Todavía recuerdo cuando en la mesa de muchos restaurantes de Madrid se ponía un bote de bicarbonato. La cantidad de ‘gastríticos’ y ‘ulcerosos’ así lo requería, personas generalmente malhumoradas por esa causa como la literatura ha reflejado en múltiples ocasiones. El efecto del bicarbonato sódico era inmediato al neutralizar el ácido clorhídrico del estómago, aliviando la molesta acidez al tiempo que se eructaba plácidamente. El problema era el ‘efecto rebote’ por el cual la acidez volvía a las pocas horas, el bicarbonato aliviaba momentáneamente pero no curaba, así muchos pacientes se sometían a cirugías agresivas para extirpar parte del estómago y duodeno para eliminar las úlceras.

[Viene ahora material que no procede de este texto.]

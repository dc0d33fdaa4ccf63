//! Flattens a [`DocumentLayout`] into backend-neutral draw commands.

use std::rc::Rc;

use super::engine::DocumentLayout;
use super::entry::{AnchoredLayout, EntryContent, LayoutEntry, TableLayout};
use super::shaping::ShapedText;
use crate::document::format::Color;
use crate::geometry::{Point, Rect, Size, Thickness};

/// One drawing primitive, in document coordinates.
#[derive(Debug, Clone)]
pub enum PaintCommand {
    FillRect { rect: Rect, color: Color },
    DrawText {
        origin: Point,
        layout: Rc<dyn ShapedText>,
    },
}

impl PaintCommand {
    /// The text drawn by this command, if any.
    pub fn text(&self) -> Option<&str> {
        match self {
            PaintCommand::DrawText { layout, .. } => Some(layout.text()),
            PaintCommand::FillRect { .. } => None,
        }
    }
}

impl DocumentLayout {
    /// Paint commands in back-to-front order. `bounds` is the surface size the
    /// document background fills.
    pub fn paint(&self, bounds: Size) -> Vec<PaintCommand> {
        let mut painter = Painter {
            commands: Vec::new(),
            marker_padding: self.marker_padding,
        };
        if let Some(color) = self.background {
            painter.fill(Rect::from_origin(Point::ZERO, bounds), color);
        }
        let origin = Point::new(self.page_padding.left, self.page_padding.top);
        painter.blocks(origin, &self.entries);
        painter.commands
    }
}

struct Painter {
    commands: Vec<PaintCommand>,
    marker_padding: f64,
}

impl Painter {
    fn fill(&mut self, rect: Rect, color: Color) {
        self.commands.push(PaintCommand::FillRect { rect, color });
    }

    fn text(&mut self, origin: Point, layout: &Rc<dyn ShapedText>) {
        self.commands.push(PaintCommand::DrawText {
            origin,
            layout: Rc::clone(layout),
        });
    }

    fn blocks(&mut self, origin: Point, entries: &[LayoutEntry]) {
        let mut y = origin.y;
        for entry in entries {
            y += entry.margin.top;
            match &entry.content {
                EntryContent::Table(table) => {
                    self.table(Point::new(origin.x + entry.margin.left, y), table);
                    y += table.height + entry.margin.bottom;
                }
                EntryContent::Anchored(anchored) => {
                    let x = origin.x + entry.margin.left + entry.content_indent;
                    let bottom = self.anchored(Point::new(x, y), anchored);
                    y = bottom + entry.margin.bottom;
                }
                EntryContent::Text(layout) => {
                    let mut x = origin.x + entry.margin.left;
                    for marker in &entry.markers {
                        let spare = marker.width - marker.layout.width();
                        let marker_x = if spare > self.marker_padding {
                            x + spare - self.marker_padding
                        } else {
                            x
                        };
                        if marker.visible {
                            let marker_y = y + ((layout.height() - marker.layout.height()) / 2.0).max(0.0);
                            self.text(Point::new(marker_x, marker_y), &marker.layout);
                        }
                        x += marker.width;
                    }
                    self.text(Point::new(x, y), layout);
                    y += layout.height() + entry.margin.bottom;
                }
            }
        }
    }

    /// Paints an anchored block whose slot starts at `origin`, returning the
    /// bottom edge of the painted box.
    fn anchored(&mut self, origin: Point, anchored: &AnchoredLayout) -> f64 {
        let rect = Rect::new(
            origin.x + anchored.alignment_offset() + anchored.horizontal_offset,
            origin.y + anchored.vertical_offset,
            anchored.width,
            anchored.height,
        );
        if let Some(color) = anchored.background {
            self.fill(rect, color);
        }
        let content = Point::new(rect.x + anchored.padding.left, rect.y + anchored.padding.top);
        self.blocks(content, &anchored.content);
        rect.bottom()
    }

    fn table(&mut self, origin: Point, table: &TableLayout) {
        if let Some(color) = table.background {
            self.fill(Rect::new(origin.x, origin.y, table.width, table.height), color);
        }

        let grid_thickness = table.grid_lines_thickness.max(0.0);
        let mut y = origin.y + table.cell_spacing;
        for row in &table.rows {
            let mut x = origin.x + table.cell_spacing;
            for cell in &row.cells {
                let rect = Rect::new(x, y, cell.column_width, row.height);
                if let Some(color) = cell.background {
                    self.fill(rect, color);
                }
                let content = Point::new(rect.x + cell.padding.left, rect.y + cell.padding.top);
                self.blocks(content, &cell.content);

                let thickness = normalize_border(cell.border_thickness, grid_thickness);
                if let Some(color) = cell.border_brush.or(table.grid_lines_brush)
                    && has_border(thickness)
                {
                    self.border(rect, thickness, color);
                }
                x += cell.column_width + table.cell_spacing;
            }
            y += row.height + table.cell_spacing;
        }
    }

    /// Draws each border side as a filled strip inside `rect`.
    fn border(&mut self, rect: Rect, thickness: Thickness, color: Color) {
        let left = thickness.left.min(rect.width);
        if left > 0.0 {
            self.fill(Rect::new(rect.x, rect.y, left, rect.height), color);
        }
        let top = thickness.top.min(rect.height);
        if top > 0.0 {
            self.fill(Rect::new(rect.x, rect.y, rect.width, top), color);
        }
        let right = thickness.right.min(rect.width);
        if right > 0.0 {
            self.fill(Rect::new(rect.right() - right, rect.y, right, rect.height), color);
        }
        let bottom = thickness.bottom.min(rect.height);
        if bottom > 0.0 {
            self.fill(Rect::new(rect.x, rect.bottom() - bottom, rect.width, bottom), color);
        }
    }
}

fn has_border(thickness: Thickness) -> bool {
    thickness.left > 0.0 || thickness.top > 0.0 || thickness.right > 0.0 || thickness.bottom > 0.0
}

/// A cell without its own border falls back to the table's grid lines.
fn normalize_border(thickness: Thickness, grid: f64) -> Thickness {
    if has_border(thickness) {
        thickness
    } else if grid > 0.0 {
        Thickness::uniform(grid)
    } else {
        Thickness::ZERO
    }
}
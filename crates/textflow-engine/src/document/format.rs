//! Text formatting values and top-down inheritance resolution.

use std::collections::HashMap;

use serde::{Deserialize, Serialize};

use super::{Collection, FlowDocument, NodeId, Owner};

/// 8-bit sRGB colour with alpha.
#[derive(Debug, Clone, Copy, PartialEq, Eq, Hash, Serialize, Deserialize)]
pub struct Color {
    pub r: u8,
    pub g: u8,
    pub b: u8,
    pub a: u8,
}

impl Color {
    pub const BLACK: Color = Color::rgb(0, 0, 0);
    pub const WHITE: Color = Color::rgb(255, 255, 255);
    pub const LIGHT_GRAY: Color = Color::rgb(211, 211, 211);
    pub const TRANSPARENT: Color = Color::rgba(0, 0, 0, 0);

    pub const fn rgb(r: u8, g: u8, b: u8) -> Self {
        Self { r, g, b, a: 255 }
    }

    pub const fn rgba(r: u8, g: u8, b: u8, a: u8) -> Self {
        Self { r, g, b, a }
    }
}

/// Numeric font weight on the usual 100..=900 scale.
#[derive(Debug, Clone, Copy, PartialEq, Eq, PartialOrd, Ord, Hash, Serialize, Deserialize)]
pub struct FontWeight(pub u16);

impl FontWeight {
    pub const NORMAL: FontWeight = FontWeight(400);
    pub const BOLD: FontWeight = FontWeight(700);
}

impl Default for FontWeight {
    fn default() -> Self {
        Self::NORMAL
    }
}

#[derive(Debug, Clone, Copy, Default, PartialEq, Eq, Hash, Serialize, Deserialize)]
pub enum FontStyle {
    #[default]
    Normal,
    Italic,
    Oblique,
}

#[derive(Debug, Clone, Copy, Default, PartialEq, Eq, Hash, Serialize, Deserialize)]
pub enum FontStretch {
    Condensed,
    #[default]
    Normal,
    Expanded,
}

#[derive(Debug, Clone, Copy, Default, PartialEq, Eq, Hash, Serialize, Deserialize)]
pub struct TextDecorations {
    pub underline: bool,
    pub strikethrough: bool,
    pub overline: bool,
}

impl TextDecorations {
    pub const NONE: TextDecorations = TextDecorations {
        underline: false,
        strikethrough: false,
        overline: false,
    };

    pub const UNDERLINE: TextDecorations = TextDecorations {
        underline: true,
        strikethrough: false,
        overline: false,
    };

    pub fn is_empty(&self) -> bool {
        !self.underline && !self.strikethrough && !self.overline
    }

    pub fn union(self, other: TextDecorations) -> TextDecorations {
        TextDecorations {
            underline: self.underline || other.underline,
            strikethrough: self.strikethrough || other.strikethrough,
            overline: self.overline || other.overline,
        }
    }
}

#[derive(Debug, Clone, Copy, Default, PartialEq, Eq, Hash, Serialize, Deserialize)]
pub enum TextAlignment {
    #[default]
    Left,
    Center,
    Right,
    Justify,
}

impl TextAlignment {
    /// Share of the spare horizontal space placed before the content.
    pub fn offset_factor(self) -> f64 {
        match self {
            TextAlignment::Left | TextAlignment::Justify => 0.0,
            TextAlignment::Center => 0.5,
            TextAlignment::Right => 1.0,
        }
    }
}

#[derive(Debug, Clone, Copy, Default, PartialEq, Eq, Hash, Serialize, Deserialize)]
pub enum FlowDirection {
    #[default]
    LeftToRight,
    RightToLeft,
}

/// Per-node formatting overrides. `None` inherits from the nearest ancestor.
#[derive(Debug, Clone, Default, PartialEq, Serialize, Deserialize)]
pub struct TextProperties {
    pub font_family: Option<String>,
    pub font_size: Option<f64>,
    pub font_style: Option<FontStyle>,
    pub font_weight: Option<FontWeight>,
    pub font_stretch: Option<FontStretch>,
    pub foreground: Option<Color>,
    pub background: Option<Color>,
    pub decorations: Option<TextDecorations>,
}

impl TextProperties {
    pub fn with_font_family(mut self, family: impl Into<String>) -> Self {
        self.font_family = Some(family.into());
        self
    }

    pub fn with_font_size(mut self, size: f64) -> Self {
        self.font_size = Some(size);
        self
    }

    pub fn with_font_style(mut self, style: FontStyle) -> Self {
        self.font_style = Some(style);
        self
    }

    pub fn with_font_weight(mut self, weight: FontWeight) -> Self {
        self.font_weight = Some(weight);
        self
    }

    pub fn with_foreground(mut self, color: Color) -> Self {
        self.foreground = Some(color);
        self
    }

    pub fn with_background(mut self, color: Color) -> Self {
        self.background = Some(color);
        self
    }

    pub fn with_decorations(mut self, decorations: TextDecorations) -> Self {
        self.decorations = Some(decorations);
        self
    }
}

/// Fully inherited formatting for one node, as handed to the text shaper.
#[derive(Debug, Clone, PartialEq, Serialize, Deserialize)]
pub struct ResolvedFormat {
    pub font_family: String,
    pub font_size: f64,
    pub font_style: FontStyle,
    pub font_weight: FontWeight,
    pub font_stretch: FontStretch,
    pub foreground: Option<Color>,
    pub background: Option<Color>,
    pub decorations: TextDecorations,
}

impl Default for ResolvedFormat {
    fn default() -> Self {
        Self {
            font_family: String::new(),
            font_size: 14.0,
            font_style: FontStyle::Normal,
            font_weight: FontWeight::NORMAL,
            font_stretch: FontStretch::Normal,
            foreground: Some(Color::BLACK),
            background: None,
            decorations: TextDecorations::NONE,
        }
    }
}

impl ResolvedFormat {
    /// Applies `overrides` on top of this (inherited) format. Decorations
    /// accumulate down the tree instead of replacing each other.
    pub fn derive(&self, overrides: &TextProperties) -> ResolvedFormat {
        ResolvedFormat {
            font_family: overrides
                .font_family
                .clone()
                .unwrap_or_else(|| self.font_family.clone()),
            font_size: overrides
                .font_size
                .filter(|size| size.is_finite() && *size > 0.0)
                .unwrap_or(self.font_size),
            font_style: overrides.font_style.unwrap_or(self.font_style),
            font_weight: overrides.font_weight.unwrap_or(self.font_weight),
            font_stretch: overrides.font_stretch.unwrap_or(self.font_stretch),
            foreground: overrides.foreground.or(self.foreground),
            background: overrides.background.or(self.background),
            decorations: overrides
                .decorations
                .map(|decorations| self.decorations.union(decorations))
                .unwrap_or(self.decorations),
        }
    }
}

/// Resolved format of every attached node, computed once per layout pass.
#[derive(Debug, Default)]
pub struct FormatCache {
    root: ResolvedFormat,
    formats: HashMap<NodeId, ResolvedFormat>,
}

impl FormatCache {
    /// Format for `node`, falling back to the document defaults for nodes
    /// that were not reachable when the cache was built.
    pub fn get(&self, node: NodeId) -> &ResolvedFormat {
        self.formats.get(&node).unwrap_or(&self.root)
    }

    pub fn root(&self) -> &ResolvedFormat {
        &self.root
    }

    pub fn len(&self) -> usize {
        self.formats.len()
    }

    pub fn is_empty(&self) -> bool {
        self.formats.is_empty()
    }
}

/// Walks the attached tree once and resolves inheritance for every node.
pub fn resolve_formats(doc: &FlowDocument) -> FormatCache {
    let root = doc.defaults().resolved_format();
    let mut cache = FormatCache {
        root: root.clone(),
        formats: HashMap::new(),
    };

    let mut stack: Vec<(NodeId, ResolvedFormat)> = doc
        .child_slice(Owner::Document, Collection::Blocks)
        .iter()
        .rev()
        .map(|id| (*id, root.clone()))
        .collect();

    while let Some((id, inherited)) = stack.pop() {
        let Some(element) = doc.get(id) else {
            continue;
        };
        let resolved = inherited.derive(&element.format);
        for collection in element.kind.collections() {
            for child in doc.child_slice(Owner::Node(id), *collection).iter().rev() {
                stack.push((*child, resolved.clone()));
            }
        }
        cache.formats.insert(id, resolved);
    }

    cache
}
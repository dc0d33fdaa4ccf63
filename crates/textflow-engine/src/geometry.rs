//! Geometry primitives shared by the document model, layout and editor surface.
//!
//! All values are device-independent pixels. Widths may be `f64::INFINITY` to mean
//! "unbounded"; helpers here never turn an infinite width into NaN.

use serde::{Deserialize, Serialize};

#[derive(Debug, Clone, Copy, Default, PartialEq, Serialize, Deserialize)]
pub struct Point {
    pub x: f64,
    pub y: f64,
}

impl Point {
    pub const ZERO: Point = Point { x: 0.0, y: 0.0 };

    pub const fn new(x: f64, y: f64) -> Self {
        Self { x, y }
    }

    pub fn offset(self, dx: f64, dy: f64) -> Self {
        Self::new(self.x + dx, self.y + dy)
    }
}

#[derive(Debug, Clone, Copy, Default, PartialEq, Serialize, Deserialize)]
pub struct Size {
    pub width: f64,
    pub height: f64,
}

impl Size {
    pub const ZERO: Size = Size {
        width: 0.0,
        height: 0.0,
    };

    pub const fn new(width: f64, height: f64) -> Self {
        Self { width, height }
    }
}

#[derive(Debug, Clone, Copy, Default, PartialEq, Serialize, Deserialize)]
pub struct Rect {
    pub x: f64,
    pub y: f64,
    pub width: f64,
    pub height: f64,
}

impl Rect {
    pub const ZERO: Rect = Rect {
        x: 0.0,
        y: 0.0,
        width: 0.0,
        height: 0.0,
    };

    pub const fn new(x: f64, y: f64, width: f64, height: f64) -> Self {
        Self {
            x,
            y,
            width,
            height,
        }
    }

    pub fn from_origin(origin: Point, size: Size) -> Self {
        Self::new(origin.x, origin.y, size.width, size.height)
    }

    pub fn origin(&self) -> Point {
        Point::new(self.x, self.y)
    }

    pub fn size(&self) -> Size {
        Size::new(self.width, self.height)
    }

    pub fn right(&self) -> f64 {
        self.x + self.width
    }

    pub fn bottom(&self) -> f64 {
        self.y + self.height
    }

    /// The same rectangle moved by `origin`.
    pub fn translate(&self, origin: Point) -> Self {
        Self::new(self.x + origin.x, self.y + origin.y, self.width, self.height)
    }

    pub fn contains(&self, point: Point) -> bool {
        point.x >= self.x && point.x < self.right() && point.y >= self.y && point.y < self.bottom()
    }
}

/// Edge sizes in left, top, right, bottom order.
#[derive(Debug, Clone, Copy, Default, PartialEq, Serialize, Deserialize)]
pub struct Thickness {
    pub left: f64,
    pub top: f64,
    pub right: f64,
    pub bottom: f64,
}

impl Thickness {
    pub const ZERO: Thickness = Thickness::uniform(0.0);

    pub const fn new(left: f64, top: f64, right: f64, bottom: f64) -> Self {
        Self {
            left,
            top,
            right,
            bottom,
        }
    }

    pub const fn uniform(value: f64) -> Self {
        Self::new(value, value, value, value)
    }

    pub fn horizontal(&self) -> f64 {
        self.left + self.right
    }

    pub fn vertical(&self) -> f64 {
        self.top + self.bottom
    }

    pub fn is_zero(&self) -> bool {
        self.left <= 0.0 && self.top <= 0.0 && self.right <= 0.0 && self.bottom <= 0.0
    }

    /// Edge-wise sum.
    pub fn add(self, left: f64, top: f64, right: f64, bottom: f64) -> Self {
        Self::new(
            self.left + left,
            self.top + top,
            self.right + right,
            self.bottom + bottom,
        )
    }
}

/// `available - consumed`, never negative, and unbounded stays unbounded.
pub(crate) fn shrink_width(available: f64, consumed: f64) -> f64 {
    if available.is_infinite() {
        f64::INFINITY
    } else {
        (available - consumed).max(0.0)
    }
}
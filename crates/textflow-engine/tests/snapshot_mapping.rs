use pretty_assertions::assert_eq;
use rstest::{fixture, rstest};
use textflow_engine::document::resolve_formats;
use textflow_engine::{
    Collection, FlowSnapshot, FontWeight, IndentConfig, RichTextBuffer, RichTextStyle,
    TextAlignment,
};

const TEXT: &str = "Title\n\tindented\n\nlast";

#[fixture]
fn snapshot() -> FlowSnapshot {
    let buffer = RichTextBuffer::from_text(TEXT, RichTextStyle::default());
    FlowSnapshot::build(&buffer, TextAlignment::Left, &IndentConfig::default()).unwrap()
}

/// One line per paragraph: buffer range, flow range, trimmed indent, left
/// margin, line ending and plain text.
fn dump(snapshot: &FlowSnapshot) -> String {
    let doc = snapshot.document();
    snapshot
        .paragraphs()
        .iter()
        .map(|p| {
            let element = doc.element(p.node).unwrap();
            format!(
                "{}: doc {}+{} flow {}+{} trim {} margin {} {} {:?}",
                p.index,
                p.doc_start,
                p.doc_len,
                p.flow_start,
                p.flow_len,
                p.leading_trim,
                element.margin.left,
                if p.has_trailing_newline { "newline" } else { "end" },
                doc.plain_text(p.node).unwrap(),
            )
        })
        .collect::<Vec<_>>()
        .join("\n")
}

#[rstest]
fn test_paragraph_layout_of_snapshot(snapshot: FlowSnapshot) {
    insta::assert_snapshot!(dump(&snapshot), @r#"
    0: doc 0+5 flow 0+5 trim 0 margin 0 newline "Title"
    1: doc 6+9 flow 6+8 trim 1 margin 24 newline "indented"
    2: doc 16+0 flow 15+0 trim 0 margin 0 newline ""
    3: doc 17+4 flow 16+4 trim 0 margin 0 end "last"
    "#);
    assert_eq!(snapshot.doc_len(), TEXT.chars().count());
    assert_eq!(snapshot.flow_len(), 20);
}

#[rstest]
#[case::start(0, 0)]
#[case::end_of_first_line(5, 5)]
#[case::start_of_indent(6, 6)]
#[case::inside_indent(7, 6)]
#[case::after_indent(8, 7)]
#[case::end_of_indented_line(15, 14)]
#[case::blank_line(16, 15)]
#[case::last_line(17, 16)]
#[case::document_end(21, 20)]
#[case::past_end(99, 20)]
fn test_to_flow_offset(snapshot: FlowSnapshot, #[case] offset: usize, #[case] expected: usize) {
    assert_eq!(snapshot.to_flow_offset(offset), expected);
}

#[rstest]
#[case::start(0, 0)]
#[case::end_of_first_line(5, 5)]
#[case::indented_start_skips_indent(6, 7)]
#[case::end_of_indented_line(14, 15)]
#[case::blank_line(15, 16)]
#[case::last_line(16, 17)]
#[case::flow_end(20, 21)]
#[case::past_end(99, 21)]
fn test_to_document_offset(
    snapshot: FlowSnapshot,
    #[case] offset: usize,
    #[case] expected: usize,
) {
    assert_eq!(snapshot.to_document_offset(offset), expected);
}

#[rstest]
fn test_flow_offsets_are_monotonic(snapshot: FlowSnapshot) {
    let flows: Vec<usize> = (0..=snapshot.doc_len())
        .map(|offset| snapshot.to_flow_offset(offset))
        .collect();

    assert!(flows.windows(2).all(|pair| pair[0] <= pair[1]));
    assert_eq!(flows.last().copied(), Some(snapshot.flow_len()));
}

#[rstest]
fn test_every_flow_offset_maps_back_to_itself(snapshot: FlowSnapshot) {
    for flow in 0..=snapshot.flow_len() {
        let offset = snapshot.to_document_offset(flow);
        assert_eq!(snapshot.to_flow_offset(offset), flow, "flow offset {flow}");
    }
}

#[test]
fn test_bold_run_survives_into_the_document() -> anyhow::Result<()> {
    let mut buffer = RichTextBuffer::from_text("plain", RichTextStyle::default());
    buffer.insert_text(5, " loud", RichTextStyle::default().bold())?;

    let snapshot = FlowSnapshot::build(&buffer, TextAlignment::Left, &IndentConfig::default())?;
    let formats = resolve_formats(snapshot.document());
    let paragraph = snapshot.paragraphs()[0].node;
    let runs = snapshot
        .document()
        .children(paragraph, Collection::Inlines)?;

    assert_eq!(runs.len(), 2);
    assert_eq!(formats.get(runs[0]).font_weight, FontWeight::NORMAL);
    assert_eq!(formats.get(runs[1]).font_weight, FontWeight::BOLD);
    Ok(())
}
use criterion::{Criterion, criterion_group, criterion_main};
use textflow_engine::{FlowSnapshot, IndentConfig, RichTextStyle, TextAlignment};
mod common;

fn bench_buffer_edits(c: &mut Criterion) {
    let mut group = c.benchmark_group("buffer");
    group.sample_size(10);

    let buffer = common::generate_styled_buffer(100);
    let middle = buffer.len() / 2;

    group.bench_function("insert_text", |b| {
        let mut buf = buffer.clone();
        b.iter(|| {
            let result = buf.insert_text(
                std::hint::black_box(middle),
                std::hint::black_box("typed"),
                RichTextStyle::default(),
            );
            std::hint::black_box(result)
        });
    });

    group.bench_function("delete_range", |b| {
        b.iter_batched(
            || buffer.clone(),
            |mut buf| {
                let result = buf.delete_range(std::hint::black_box(middle), 200);
                std::hint::black_box(result)
            },
            criterion::BatchSize::SmallInput,
        );
    });

    group.bench_function("apply_style", |b| {
        b.iter_batched(
            || buffer.clone(),
            |mut buf| {
                let len = buf.len();
                let result = buf.apply_style(0, std::hint::black_box(len), |style| {
                    style.clone().with_underline(true)
                });
                std::hint::black_box(result)
            },
            criterion::BatchSize::SmallInput,
        );
    });

    group.finish();
}

fn bench_snapshot_build(c: &mut Criterion) {
    let mut group = c.benchmark_group("snapshot");
    group.sample_size(10);

    let indent = IndentConfig::default();
    for (name, buffer) in [
        ("styled_100", common::generate_styled_buffer(100)),
        ("tables_20", common::generate_table_buffer(20)),
    ] {
        group.bench_function(name, |b| {
            b.iter(|| {
                let snapshot =
                    FlowSnapshot::build(std::hint::black_box(&buffer), TextAlignment::Left, &indent);
                std::hint::black_box(snapshot)
            });
        });
    }

    group.finish();
}

criterion_group!(benches, bench_buffer_edits, bench_snapshot_build);
criterion_main!(benches);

El descubrimiento de la cimetidina en los años 70 cambio radicalmente el panorama, este medicamento aliviaba y curaba las úlceras gastroduodenales, por lo que la cirugía en esta patología se redujo al mínimo. En los años 80 apareció el omeprazol, aún con mayor capacidad para controlar la producción de ácido en el estómago y una eficacia curativa superior. Así quedó establecido el paradigma de que desaparecido el ácido se curaba la úlcera. En este contexto aparecieron los trabajos de Robin Warren y Barry Marshall que pretendían que las úlceras gástricas eran una enfermedad infecciosa producida por el Helicobacter pylori. El escepticismo de la comunidad científica fue muy grande y esta hipótesis no fue aceptada.
Marshall, un tanto desesperado por el rechazo a su planteamiento, tomó una decisión heroica. Él mismo ingeriría un cultivo de esta bacteria para demostrar sus efectos en el tubo digestivo. Lo hizo en 1984, lo que supuso una prueba casi definitiva de sus teorías, pero sus pares necesitaron bastante tiempo para aceptarlo. Poco a poco se fueron desarrollando test diagnósticos para detectar la bacteria y tratamientos antibióticos para acabar con la infección, procedimientos que hoy forman parte de la rutina asistencial. En 2005 se concedió el Nobel por estos hallazgos a Warren y Marshall.